Return all lines from the listing below that include the word "true".
════════════════
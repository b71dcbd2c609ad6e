use std::collections::{BTreeMap, HashMap};
use std::fmt;

use chrono::{Datelike, Duration, NaiveDate, NaiveDateTime, NaiveTime, Timelike, Weekday};
use serde::{Deserialize, Serialize};
use ulid::Ulid;

/// Minutes since midnight, trainer-local wall clock.
pub type Minute = i32;

pub const MINUTES_PER_DAY: Minute = 24 * 60;

/// Half-open interval `[start, end)` within a single day.
#[derive(Debug, Clone, Copy, PartialEq, Eq, Serialize, Deserialize)]
pub struct Span {
    pub start: Minute,
    pub end: Minute,
}

impl Span {
    pub fn new(start: Minute, end: Minute) -> Self {
        debug_assert!(start < end, "Span start must be before end");
        Self { start, end }
    }

    pub fn from_times(start: NaiveTime, end: NaiveTime) -> Self {
        Self::new(minute_of(start), minute_of(end))
    }

    pub fn duration_minutes(&self) -> Minute {
        self.end - self.start
    }

    /// `NOT(self.end <= other.start OR self.start >= other.end)`
    pub fn overlaps(&self, other: &Span) -> bool {
        self.start < other.end && other.start < self.end
    }

    /// Returns true if `self` fully contains `other`.
    pub fn contains_span(&self, other: &Span) -> bool {
        self.start <= other.start && other.end <= self.end
    }

    pub fn start_time(&self) -> NaiveTime {
        time_of(self.start)
    }

    pub fn end_time(&self) -> NaiveTime {
        time_of(self.end)
    }
}

pub fn minute_of(t: NaiveTime) -> Minute {
    (t.hour() * 60 + t.minute()) as Minute
}

/// Inverse of [`minute_of`]. Callers keep `m` inside `[0, MINUTES_PER_DAY)`.
pub fn time_of(m: Minute) -> NaiveTime {
    debug_assert!((0..MINUTES_PER_DAY).contains(&m), "minute {m} outside a day");
    NaiveTime::MIN + Duration::minutes(i64::from(m))
}

/// Day index with Sunday = 0 through Saturday = 6.
pub fn day_of_week(date: NaiveDate) -> u8 {
    date.weekday().num_days_from_sunday() as u8
}

pub fn is_weekend(date: NaiveDate) -> bool {
    matches!(date.weekday(), Weekday::Sat | Weekday::Sun)
}

/// Parse `HH:MM` (seconds tolerated and dropped).
pub fn parse_hhmm(s: &str) -> Result<NaiveTime, chrono::ParseError> {
    let t = NaiveTime::parse_from_str(s, "%H:%M")
        .or_else(|_| NaiveTime::parse_from_str(s, "%H:%M:%S"))?;
    let t = t.with_second(0).unwrap_or(t);
    Ok(t.with_nanosecond(0).unwrap_or(t))
}

/// Serde adapter: `NaiveTime` as `"HH:MM"`.
pub mod hhmm {
    use chrono::NaiveTime;
    use serde::{Deserialize, Deserializer, Serializer};

    pub fn serialize<S: Serializer>(t: &NaiveTime, s: S) -> Result<S::Ok, S::Error> {
        s.serialize_str(&t.format("%H:%M").to_string())
    }

    pub fn deserialize<'de, D: Deserializer<'de>>(d: D) -> Result<NaiveTime, D::Error> {
        let s = String::deserialize(d)?;
        super::parse_hhmm(&s).map_err(|e| serde::de::Error::custom(format!("{s:?}: {e}")))
    }

    pub mod option {
        use chrono::NaiveTime;
        use serde::{Deserialize, Deserializer, Serializer};

        pub fn serialize<S: Serializer>(t: &Option<NaiveTime>, s: S) -> Result<S::Ok, S::Error> {
            match t {
                Some(t) => s.serialize_some(&t.format("%H:%M").to_string()),
                None => s.serialize_none(),
            }
        }

        pub fn deserialize<'de, D: Deserializer<'de>>(d: D) -> Result<Option<NaiveTime>, D::Error> {
            match Option::<String>::deserialize(d)? {
                Some(s) => crate::model::parse_hhmm(&s)
                    .map(Some)
                    .map_err(|e| serde::de::Error::custom(format!("{s:?}: {e}"))),
                None => Ok(None),
            }
        }
    }
}

// ── Trainer configuration ────────────────────────────────────────

/// One recurring availability window (morning or evening) of a weekday.
#[derive(Debug, Clone, Copy, PartialEq, Eq, Serialize, Deserialize)]
pub struct Window {
    pub available: bool,
    #[serde(with = "hhmm")]
    pub start: NaiveTime,
    #[serde(with = "hhmm")]
    pub end: NaiveTime,
}

impl Window {
    pub fn span(&self) -> Option<Span> {
        (self.available && self.start < self.end).then(|| Span::from_times(self.start, self.end))
    }
}

#[derive(Debug, Clone, Copy, PartialEq, Eq, Serialize, Deserialize)]
pub struct WeeklyAvailability {
    pub trainer_id: Ulid,
    /// 0 = Sunday .. 6 = Saturday.
    pub day_of_week: u8,
    pub morning: Window,
    pub evening: Window,
}

impl WeeklyAvailability {
    /// Row used when the trainer never configured this weekday: both windows closed.
    pub fn default_for(trainer_id: Ulid, day_of_week: u8) -> Self {
        Self {
            trainer_id,
            day_of_week,
            morning: Window {
                available: false,
                start: hm(6, 0),
                end: hm(12, 0),
            },
            evening: Window {
                available: false,
                start: hm(16, 0),
                end: hm(21, 0),
            },
        }
    }

    /// Open windows in morning-then-evening order.
    pub fn windows(&self) -> impl Iterator<Item = Span> {
        [self.morning.span(), self.evening.span()].into_iter().flatten()
    }
}

#[derive(Debug, Clone, Copy, PartialEq, Eq, Serialize, Deserialize)]
pub struct CapacitySettings {
    pub max_daily_sessions: u32,
    pub max_weekly_sessions: u32,
    pub session_duration_minutes: u32,
    pub break_between_sessions_minutes: u32,
}

impl Default for CapacitySettings {
    fn default() -> Self {
        Self {
            max_daily_sessions: 8,
            max_weekly_sessions: 56,
            session_duration_minutes: 60,
            break_between_sessions_minutes: 15,
        }
    }
}

#[derive(Debug, Clone, Copy, PartialEq, Eq, Serialize, Deserialize)]
pub struct BookingPreferences {
    pub allow_self_booking: bool,
    pub require_approval: bool,
    pub advance_booking_days: u32,
    pub cancellation_hours: u32,
    pub allow_weekend_booking: bool,
    #[serde(with = "hhmm")]
    pub earliest_booking_time: NaiveTime,
    #[serde(with = "hhmm")]
    pub latest_booking_time: NaiveTime,
}

impl Default for BookingPreferences {
    fn default() -> Self {
        Self {
            allow_self_booking: true,
            require_approval: false,
            advance_booking_days: 30,
            cancellation_hours: 24,
            allow_weekend_booking: true,
            earliest_booking_time: hm(6, 0),
            latest_booking_time: hm(21, 0),
        }
    }
}

#[derive(Debug, Clone, Copy, PartialEq, Eq, Serialize, Deserialize)]
#[serde(rename_all = "snake_case")]
pub enum RecurrenceKind {
    Daily,
    Weekly,
    Monthly,
}

#[derive(Debug, Clone, Copy, PartialEq, Eq, Serialize, Deserialize)]
pub struct Recurrence {
    pub kind: RecurrenceKind,
    /// Last date (inclusive) the block repeats on. `None` repeats forever.
    pub until: Option<NaiveDate>,
}

/// A trainer-declared window during which nothing can be booked.
#[derive(Debug, Clone, PartialEq, Eq, Serialize, Deserialize)]
pub struct BlockedInterval {
    #[serde(default = "Ulid::new")]
    pub id: Ulid,
    pub trainer_id: Ulid,
    /// First (or only) date the block applies to.
    pub date: NaiveDate,
    #[serde(with = "hhmm")]
    pub start_time: NaiveTime,
    #[serde(with = "hhmm")]
    pub end_time: NaiveTime,
    pub reason: Option<String>,
    pub recurrence: Option<Recurrence>,
}

impl BlockedInterval {
    pub fn span(&self) -> Span {
        Span::from_times(self.start_time, self.end_time)
    }
}

// ── Bookings ─────────────────────────────────────────────────────

#[derive(Debug, Clone, Copy, PartialEq, Eq, Hash, Serialize, Deserialize)]
#[serde(rename_all = "snake_case")]
pub enum BookingStatus {
    Pending,
    Confirmed,
    Cancelled,
}

impl BookingStatus {
    pub fn is_active(self) -> bool {
        !matches!(self, BookingStatus::Cancelled)
    }

    pub fn as_str(self) -> &'static str {
        match self {
            BookingStatus::Pending => "pending",
            BookingStatus::Confirmed => "confirmed",
            BookingStatus::Cancelled => "cancelled",
        }
    }
}

impl fmt::Display for BookingStatus {
    fn fmt(&self, f: &mut fmt::Formatter<'_>) -> fmt::Result {
        f.write_str(self.as_str())
    }
}

#[derive(Debug, Clone, PartialEq, Eq, Serialize, Deserialize)]
pub struct Booking {
    pub id: Ulid,
    pub trainer_id: Ulid,
    pub client_id: Ulid,
    pub date: NaiveDate,
    #[serde(with = "hhmm")]
    pub start_time: NaiveTime,
    #[serde(with = "hhmm")]
    pub end_time: NaiveTime,
    pub status: BookingStatus,
    pub notes: Option<String>,
    pub session_type: Option<String>,
    /// Carried for display only; every time here is trainer-local.
    pub timezone: Option<String>,
    pub external_sync_ref: Option<String>,
    pub created_at: NaiveDateTime,
    pub updated_at: NaiveDateTime,
}

impl Booking {
    pub fn span(&self) -> Span {
        Span::from_times(self.start_time, self.end_time)
    }

    pub fn start_datetime(&self) -> NaiveDateTime {
        self.date.and_time(self.start_time)
    }

    pub fn is_active(&self) -> bool {
        self.status.is_active()
    }
}

/// Who is performing a workflow operation.
#[derive(Debug, Clone, Copy, PartialEq, Eq, Serialize, Deserialize)]
#[serde(rename_all = "snake_case")]
pub enum Actor {
    Trainer(Ulid),
    Client(Ulid),
}

impl fmt::Display for Actor {
    fn fmt(&self, f: &mut fmt::Formatter<'_>) -> fmt::Result {
        match self {
            Actor::Trainer(id) => write!(f, "trainer {id}"),
            Actor::Client(id) => write!(f, "client {id}"),
        }
    }
}

/// Input for both client requests and trainer-direct creation.
#[derive(Debug, Clone, PartialEq, Eq, Deserialize)]
pub struct BookingRequest {
    #[serde(default = "Ulid::new")]
    pub id: Ulid,
    pub trainer_id: Ulid,
    pub client_id: Ulid,
    pub date: NaiveDate,
    #[serde(with = "hhmm")]
    pub start_time: NaiveTime,
    /// Trainer-direct creation only; otherwise the session length applies.
    #[serde(default, with = "hhmm::option")]
    pub end_time: Option<NaiveTime>,
    #[serde(default)]
    pub notes: Option<String>,
    #[serde(default)]
    pub session_type: Option<String>,
    #[serde(default)]
    pub timezone: Option<String>,
}

impl BookingRequest {
    pub fn new(trainer_id: Ulid, client_id: Ulid, date: NaiveDate, start_time: NaiveTime) -> Self {
        Self {
            id: Ulid::new(),
            trainer_id,
            client_id,
            date,
            start_time,
            end_time: None,
            notes: None,
            session_type: None,
            timezone: None,
        }
    }
}

// ── Slot generation output ───────────────────────────────────────

#[derive(Debug, Clone, Copy, PartialEq, Eq, Serialize)]
pub struct Slot {
    pub date: NaiveDate,
    #[serde(with = "hhmm")]
    pub start_time: NaiveTime,
    #[serde(with = "hhmm")]
    pub end_time: NaiveTime,
    pub duration_minutes: u32,
}

impl Slot {
    pub fn span(&self) -> Span {
        Span::from_times(self.start_time, self.end_time)
    }
}

#[derive(Debug, Clone, PartialEq, Eq, Serialize)]
pub struct DaySlots {
    pub day_name: String,
    pub slots: Vec<Slot>,
    pub remaining_capacity: u32,
    pub remaining_weekly_capacity: u32,
}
════════════════
Written solution:
    /// Returns true if `self` fully contains `other`.
            allow_self_booking: true,
            allow_weekend_booking: true,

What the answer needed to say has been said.